Print

Pantry Staple Chili with Beans

Close-up of a white bowl filled with rich, thick Pantry Staple Chili with Beans, featuring kidney and black beans.

Make a hearty, satisfying chili using only ingredients you likely keep stocked in your pantry. This recipe requires minimal fresh produce and cooks quickly for an easy weeknight meal.

Ingredients

Scale
  • 2 tablespoons olive oil
  • 1 large onion, chopped (optional, use dried onion flakes if avoiding fresh)
  • 2 cloves garlic, minced (optional, use 1 teaspoon garlic powder)
  • 1 (15 ounce) can kidney beans, rinsed and drained
  • 1 (15 ounce) can black beans, rinsed and drained
  • 1 (14.5 ounce) can diced tomatoes, undrained
  • 1 (15 ounce) can tomato sauce
  • 1 (6 ounce) can tomato paste
  • 1 cup vegetable broth (or water)
  • 2 tablespoons chili powder
  • 1 tablespoon ground cumin
  • 1 teaspoon dried oregano
  • 1/2 teaspoon salt
  • 1/4 teaspoon black pepper
  • 1/4 teaspoon cayenne pepper (optional, for heat)

Instructions

  1. Heat the olive oil in a large pot or Dutch oven over medium heat. If using fresh onion, add it and cook until soft, about 5 minutes. If using dried onion flakes, add them with the spices later.
  2. If using fresh garlic, add it and cook for 1 minute until fragrant. If using garlic powder, set it aside for the next step.
  3. Stir in the chili powder, cumin, oregano, salt, pepper, cayenne (if using), and dried onion/garlic powder (if using). Cook for 1 minute, stirring constantly, until the spices are fragrant.
  4. Add the rinsed beans, diced tomatoes (with juice), tomato sauce, tomato paste, and vegetable broth to the pot. Stir well to combine all ingredients.
  5. Bring the mixture to a boil, then immediately reduce the heat to low.
  6. Cover the pot and let the chili simmer for at least 20 minutes, stirring occasionally.

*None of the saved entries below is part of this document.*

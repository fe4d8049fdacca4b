use tracing::Subscriber;
use tracing_subscriber::registry::LookupSpan;
use tracing_subscriber::Layer;
use url::Url;

use crate::config::HandlerConfig;
use crate::error::ConfigError;
use crate::handler::{HttpLogHandler, SlackLogHandler};
use crate::layer::RemoteLayer;

const SLACK_WEBHOOK_HOST: &str = "hooks.slack.com";
const SLACK_SCHEME_PREFIX: &str = "slack+";

/// Endpoint kinds that can be selected from a single DSN string.
#[derive(Debug, Clone, Copy, PartialEq, Eq)]
pub enum BackendKind {
    Collector,
    Slack,
}

/// Endpoint selected from a DSN.
#[derive(Debug, Clone)]
pub struct BackendConfig {
    /// Selected wire format.
    pub kind: BackendKind,
    /// Plain `http(s)` URL the requests go to.
    pub url: String,
    /// Raw DSN that was used to construct this config.
    pub dsn: String,
}

/// Parse a DSN string and infer the endpoint kind.
///
/// Examples:
/// - "https://logs.example.com/ingest" (JSON collector)
/// - "https://hooks.slack.com/services/T0/B0/XYZ" (Slack)
/// - "slack+https://chat-proxy.internal/hook" (Slack behind a proxy)
pub fn parse_dsn(dsn: &str) -> Result<BackendConfig, DsnError> {
    let trimmed = dsn.trim();
    let lower = trimmed.to_ascii_lowercase();

    let (forced_slack, url) = match lower.strip_prefix(SLACK_SCHEME_PREFIX) {
        Some(_) => (true, &trimmed[SLACK_SCHEME_PREFIX.len()..]),
        None => (false, trimmed),
    };

    let parsed = Url::parse(url).map_err(|_| DsnError::InvalidUrl(dsn.to_string()))?;
    if !matches!(parsed.scheme(), "http" | "https") {
        return Err(DsnError::UnknownScheme);
    }

    let kind = if forced_slack || parsed.host_str() == Some(SLACK_WEBHOOK_HOST) {
        BackendKind::Slack
    } else {
        BackendKind::Collector
    };

    Ok(BackendConfig {
        kind,
        url: url.to_string(),
        dsn: dsn.to_string(),
    })
}

/// Error type returned when parsing a DSN.
#[derive(thiserror::Error, Debug)]
pub enum DsnError {
    #[error("unknown or unsupported DSN scheme")]
    UnknownScheme,

    #[error("invalid DSN url `{0}`")]
    InvalidUrl(String),
}

/// Error type returned when building a layer from a DSN.
#[derive(thiserror::Error, Debug)]
pub enum BackendBuildError {
    #[error(transparent)]
    Dsn(#[from] DsnError),

    #[error(transparent)]
    Config(#[from] ConfigError),
}

/// Build a boxed layer for the endpoint named by `cfg`.
///
/// This is the entry point for services that select their log endpoint
/// with a single string. Handlers use the default HTTP transport, the
/// global controls of their format and the current Tokio runtime.
/// `label` and `headers` come from `handler`; its `url` is replaced by the
/// DSN's.
pub fn make_layer_from_config<S>(
    cfg: &BackendConfig,
    handler: HandlerConfig,
) -> Result<Box<dyn Layer<S> + Send + Sync>, BackendBuildError>
where
    S: Subscriber + for<'span> LookupSpan<'span>,
{
    let handler = HandlerConfig {
        url: cfg.url.clone(),
        ..handler
    };
    match cfg.kind {
        BackendKind::Collector => Ok(Box::new(RemoteLayer::new(HttpLogHandler::new(handler)?))),
        BackendKind::Slack => Ok(Box::new(RemoteLayer::new(SlackLogHandler::new(handler)?))),
    }
}

/// Parse `dsn` and build its layer in one step.
pub fn make_layer_from_dsn<S>(
    dsn: &str,
    handler: HandlerConfig,
) -> Result<Box<dyn Layer<S> + Send + Sync>, BackendBuildError>
where
    S: Subscriber + for<'span> LookupSpan<'span>,
{
    make_layer_from_config(&parse_dsn(dsn)?, handler)
}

Simmer longer, up to 45 minutes, for deeper flavor development.
  7. Taste and adjust salt and pepper as needed before serving.

Notes

  • For a thicker chili, remove about 1 cup of the mixture after simmering, mash it slightly with a fork or immersion blender, and stir it back into the pot.
  • If you have dried lentils, you can substitute one can of beans with 1/2 cup of dried lentils; add them with the broth and increase the simmer time to 35-40 minutes to cook them through.
  • Serve with shelf-stable toppings like crushed tortilla chips or dried herbs.